So, what about the rest of the week? Of course you’ll have leftovers AFTER the big meal, but what to eat before? To me, lighter options seem ideal and will make the indulgence in a Thanksgiving feast that much more special.

That’s where this recipe comes in. It has wonderful flavors of fall and winter with seasonal vegetables and fresh sage, braised in vegetable stock and white wine. A perfect prelude to Thanksgiving dinner, if you ask me.

Check out EatingWell for the original recipe.

To make 4 main course servings, you will need:

  • 2 tablespoons olive oil
  • 1 onion, diced
  • 4 cloves garlic, chopped fine
  • 2 tbs chopped fresh sage (or 2 tsp dried, if you don’t have fresh)
  • 1 tsp ground coriander seed
  • 4 cups vegetable broth
  • 1 cup white wine
  • 8 ounces (about 2 cups) whole-wheat pasta
  • 2 cups cauliflower, chopped or torn into bite-size florets
  • 2 cups butternut squash, chopped into bite-size cubes
  • 1/4 tsp salt
  • 1/4 tsp freshly ground black pepper, or to taste
  • 12 ounces frozen lima beans

Begin by heating the oil in a Dutch oven (if you have one) or stock pot.
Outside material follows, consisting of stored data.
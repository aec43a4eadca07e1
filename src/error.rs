//! Error types for the bibstamp library.
//!
//! Every failure in this tool is terminal — there is no retry and no partial
//! output — so a single enum covers the whole taxonomy. Variants map one-to-one
//! onto the stages of the pipeline: path validation, bibliography resolution,
//! PDF introspection, and compilation. The two argument-level failures
//! (missing required option, unrecognized flag) are owned by the CLI parser in
//! the binary and never reach this type.
//!
//! The first line of each message is a self-contained diagnostic; some
//! variants add a hint line telling the user what to do about it.

use std::path::PathBuf;
use thiserror::Error;

/// All errors returned by the bibstamp library.
#[derive(Debug, Error)]
pub enum BibstampError {
    // ── Path validation ───────────────────────────────────────────────────
    /// A required file (bibliography or input PDF) was not found.
    #[error("File not found: '{path}'\nCheck the path exists and is readable.")]
    FileNotFound { path: PathBuf },

    /// Process does not have read permission on the file.
    #[error("Permission denied reading '{path}'\nTry: chmod +r {path:?}")]
    PermissionDenied { path: PathBuf },

    /// The input file exists and was read, but is not a PDF.
    #[error("File is not a valid PDF: '{path}'\nFirst bytes: {magic:?}")]
    NotAPdf { path: PathBuf, magic: [u8; 4] },

    // ── Bibliography resolution ───────────────────────────────────────────
    /// The bibliography file is malformed.
    #[error("Could not parse bibliography '{path}': {detail}")]
    BibtexParse { path: PathBuf, detail: String },

    /// The requested citation key does not exist in the bibliography.
    #[error("Key '{key}' not found in bibliography '{path}'")]
    KeyNotFound { key: String, path: PathBuf },

    /// The entry's publication type is outside the supported set.
    #[error("Entry '{key}' has unsupported publication type '{kind}'\nSupported types: inbook, article, inproceedings, incollection.")]
    UnsupportedType { key: String, kind: String },

    /// The entry lacks the field its publication type sources the
    /// publication name from (e.g. an article without a journal).
    #[error("Entry '{key}' is missing the '{field}' field required for its publication type")]
    MissingField { key: String, field: String },

    /// No publisher field and no explicit copyright holder.
    #[error("Entry '{key}' has no publisher.\nName the copyright holder explicitly with --copyright.")]
    MissingPublisher { key: String },

    // ── PDF introspection ─────────────────────────────────────────────────
    /// First-page geometry could not be read from the input PDF.
    #[error("Could not read page geometry from '{path}': {detail}")]
    Introspection { path: PathBuf, detail: String },

    // ── Compilation ───────────────────────────────────────────────────────
    /// The external document compiler failed or produced no artifact.
    #[error("Compiler '{program}' failed: {detail}")]
    Compilation { program: String, detail: String },

    /// Could not create or write the final output PDF.
    #[error("Failed to write output file '{path}': {source}")]
    OutputWriteFailed {
        path: PathBuf,
        #[source]
        source: std::io::Error,
    },

    // ── Config errors ─────────────────────────────────────────────────────
    /// Builder validation failed.
    #[error("Invalid configuration: {0}")]
    InvalidConfig(String),

    // ── Catch-all ─────────────────────────────────────────────────────────
    /// Unexpected internal error.
    #[error("Internal error: {0}")]
    Internal(String),
}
Once it’s hot, add the onions, garlic, and sage (if you’re using fresh sage). Saute over medium until softened, 4 minutes.

Add in the vegetable broth and wine. Bring to a boil over medium-high.
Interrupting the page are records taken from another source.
//! Template rendering: substitute `%%NAME%%` tokens with computed values.
//!
//! The overlay source ships inside the crate ([`OVERLAY_TEMPLATE`]); what
//! varies per run is only the handful of values substituted into it. Callers
//! can swap the whole template via `AnnotateConfig::template`, as long as
//! the replacement uses the same token syntax.
//!
//! Rendering is line-oriented and touches nothing but the tokens, so the
//! template's line structure survives verbatim — TeX error messages keep
//! pointing at the right lines.
//!
//! Two escapes are applied while building the context, both demanded by the
//! typesetting downstream: `". "` inside pubname and copyright becomes
//! `".\ "` (an abbreviation's space must not be typeset as an end of
//! sentence), and `_` in a DOI becomes `\_`.

use crate::pipeline::bibliography::PublicationInfo;
use crate::pipeline::geometry::PageGeometry;
use once_cell::sync::Lazy;
use regex::{Captures, Regex};
use std::collections::BTreeMap;
use tracing::warn;

/// The built-in overlay source, used when no custom template is configured.
pub const OVERLAY_TEMPLATE: &str = include_str!("overlay.tex");

static PLACEHOLDER: Lazy<Regex> = Lazy::new(|| Regex::new(r"%%([A-Z]+)%%").unwrap());

/// The placeholder values of one run. Built once, consumed by [`render`].
#[derive(Debug, Clone)]
pub struct RenderContext {
    values: BTreeMap<&'static str, String>,
}

impl RenderContext {
    /// Build the context from resolved publication data, page geometry, and
    /// the staged base filename (the input copy, without its extension).
    pub fn new(
        publication: &PublicationInfo,
        geometry: &PageGeometry,
        base_filename: &str,
    ) -> Self {
        let mut values = BTreeMap::new();
        values.insert("WIDTH", geometry.width.to_string());
        values.insert("HEIGHT", geometry.height.to_string());
        values.insert("FILENAME", base_filename.to_string());
        values.insert("YEAR", publication.year.clone());
        values.insert(
            "DOI",
            publication
                .doi
                .as_deref()
                .map(escape_underscores)
                .unwrap_or_default(),
        );
        values.insert("PUBNAME", escape_sentence_spacing(&publication.pubname));
        values.insert(
            "COPYRIGHT",
            escape_sentence_spacing(&publication.copyright_holder),
        );
        Self { values }
    }

    /// Look up a placeholder value by token name (without the `%%`).
    pub fn get(&self, name: &str) -> Option<&str> {
        self.values.get(name).map(String::as_str)
    }
}

/// Replace every `%%NAME%%` token in `template` with its context value.
///
/// A token matching the pattern but absent from the context renders as the
/// empty string; it is logged, because a silently blanked value is invisible
/// in the compiled PDF.
pub fn render(template: &str, context: &RenderContext) -> String {
    let mut output = String::with_capacity(template.len());

    for line in template.lines() {
        let rendered = PLACEHOLDER.replace_all(line, |caps: &Captures| {
            let name = &caps[1];
            match context.get(name) {
                Some(value) => value.to_string(),
                None => {
                    warn!(token = name, "Unrecognized template placeholder, substituting empty");
                    String::new()
                }
            }
        });
        output.push_str(&rendered);
        output.push('\n');
    }

    if !template.ends_with('\n') {
        output.pop();
    }
    output
}

/// Escape `". "` so the typesetter does not widen the space after an
/// abbreviation into an end-of-sentence space.
pub fn escape_sentence_spacing(text: &str) -> String {
    text.replace(". ", ".\\ ")
}

/// Escape `_`, which would otherwise start a subscript.
pub fn escape_underscores(text: &str) -> String {
    text.replace('_', "\\_")
}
Side note/pic for how I peeled and chopped the butternut squash. It can be hard to work with if you don’t have a very sharp knife. I use this 8″ chef’s knife and have been recommending it to everyone I know who needs a good all-purpose knife.

Anyway. Cut off the top and slice the butternut squash in half into two cylinders, as shown.  I stored the left half for later and only peeled the right half, because once peeled and chopped, it was almost exactly 2 cups. Steady the cylinder on your cutting board, and peel from top to bottom with your knife. From there, you can pretty much cube it like a potato.
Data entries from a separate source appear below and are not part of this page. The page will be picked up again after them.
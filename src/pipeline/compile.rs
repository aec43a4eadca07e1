//! Compilation: stage, run the external compiler, publish the artifact.
//!
//! All intermediates live in a `tempfile::TempDir`, so cleanup happens when
//! the guard drops — on success, on error, and on panic alike. The compiler
//! runs synchronously with the staging directory as its working directory,
//! which keeps every auxiliary file it produces (`.aux`, `.log`, `.fls`,
//! ...) inside the scope.
//!
//! The destination is only touched after the compiler has produced its
//! artifact; a failed run never leaves a partial or stale file at the
//! output path.

use crate::error::BibstampError;
use std::path::Path;
use std::process::Command;
use tempfile::TempDir;
use tracing::{debug, info};

/// How many trailing lines of compiler output to keep in a diagnostic.
const DIAGNOSTIC_LINES: usize = 12;

/// Compile the rendered overlay source and copy the result to `output`.
///
/// Inside a scoped working directory this writes `<key>.tex`, stages the
/// input PDF as `<key>-orig.pdf`, runs `<compiler> -pdf <key>`, and expects
/// `<key>.pdf` back.
pub fn compile_and_publish(
    key: &str,
    rendered: &str,
    input_pdf: &Path,
    output: &Path,
    compiler: &str,
) -> Result<(), BibstampError> {
    let workdir = TempDir::new()
        .map_err(|e| BibstampError::Internal(format!("cannot create working directory: {e}")))?;

    let tex_path = workdir.path().join(format!("{key}.tex"));
    std::fs::write(&tex_path, rendered)
        .map_err(|e| BibstampError::Internal(format!("cannot stage overlay source: {e}")))?;

    let staged_pdf = workdir.path().join(format!("{key}-orig.pdf"));
    std::fs::copy(input_pdf, &staged_pdf)
        .map_err(|e| BibstampError::Internal(format!("cannot stage input PDF: {e}")))?;
    debug!(workdir = %workdir.path().display(), "Staged overlay source and input PDF");

    info!(compiler, key, "Running document compiler");
    let run = Command::new(compiler)
        .arg("-pdf")
        .arg(key)
        .current_dir(workdir.path())
        .output()
        .map_err(|e| BibstampError::Compilation {
            program: compiler.to_string(),
            detail: format!("failed to launch: {e}"),
        })?;

    if !run.status.success() {
        return Err(BibstampError::Compilation {
            program: compiler.to_string(),
            detail: format!(
                "exit {}\n{}",
                run.status
                    .code()
                    .map_or_else(|| "by signal".to_string(), |c| format!("code {c}")),
                diagnostic_tail(&run.stdout, &run.stderr),
            ),
        });
    }

    let artifact = workdir.path().join(format!("{key}.pdf"));
    if !artifact.is_file() {
        return Err(BibstampError::Compilation {
            program: compiler.to_string(),
            detail: format!("reported success but produced no '{key}.pdf'"),
        });
    }

    if let Some(parent) = output.parent() {
        std::fs::create_dir_all(parent).map_err(|e| BibstampError::OutputWriteFailed {
            path: output.to_path_buf(),
            source: e,
        })?;
    }
    std::fs::copy(&artifact, output).map_err(|e| BibstampError::OutputWriteFailed {
        path: output.to_path_buf(),
        source: e,
    })?;

    info!(output = %output.display(), "Annotated PDF written");
    Ok(())
}

/// The last lines of the compiler's combined output.
///
/// latexmk writes its diagnostics to stdout, the wrapped TeX engine's
/// errors can land on either stream; the tail of both is what a user needs
/// to see.
fn diagnostic_tail(stdout: &[u8], stderr: &[u8]) -> String {
    let combined = format!(
        "{}\n{}",
        String::from_utf8_lossy(stdout),
        String::from_utf8_lossy(stderr)
    );
    let lines: Vec<&str> = combined.lines().filter(|l| !l.trim().is_empty()).collect();
    let start = lines.len().saturating_sub(DIAGNOSTIC_LINES);
    lines[start..].join("\n")
}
Add the cauliflower, squash, salt, pepper, coriander, (and sage, if you are using dried). Cook for 7 minutes, stirring occasionally.

Add the pasta and cook for 4 minutes.

Add the lima beans and cook for an additional 5 minutes, or until everything is tender and most of the liquid has absorbed.

I made the full 4 servings and stored the rest in the fridge. It makes for great leftovers! Truthfully, it probably makes closer to 5 servings. No complaints here, though.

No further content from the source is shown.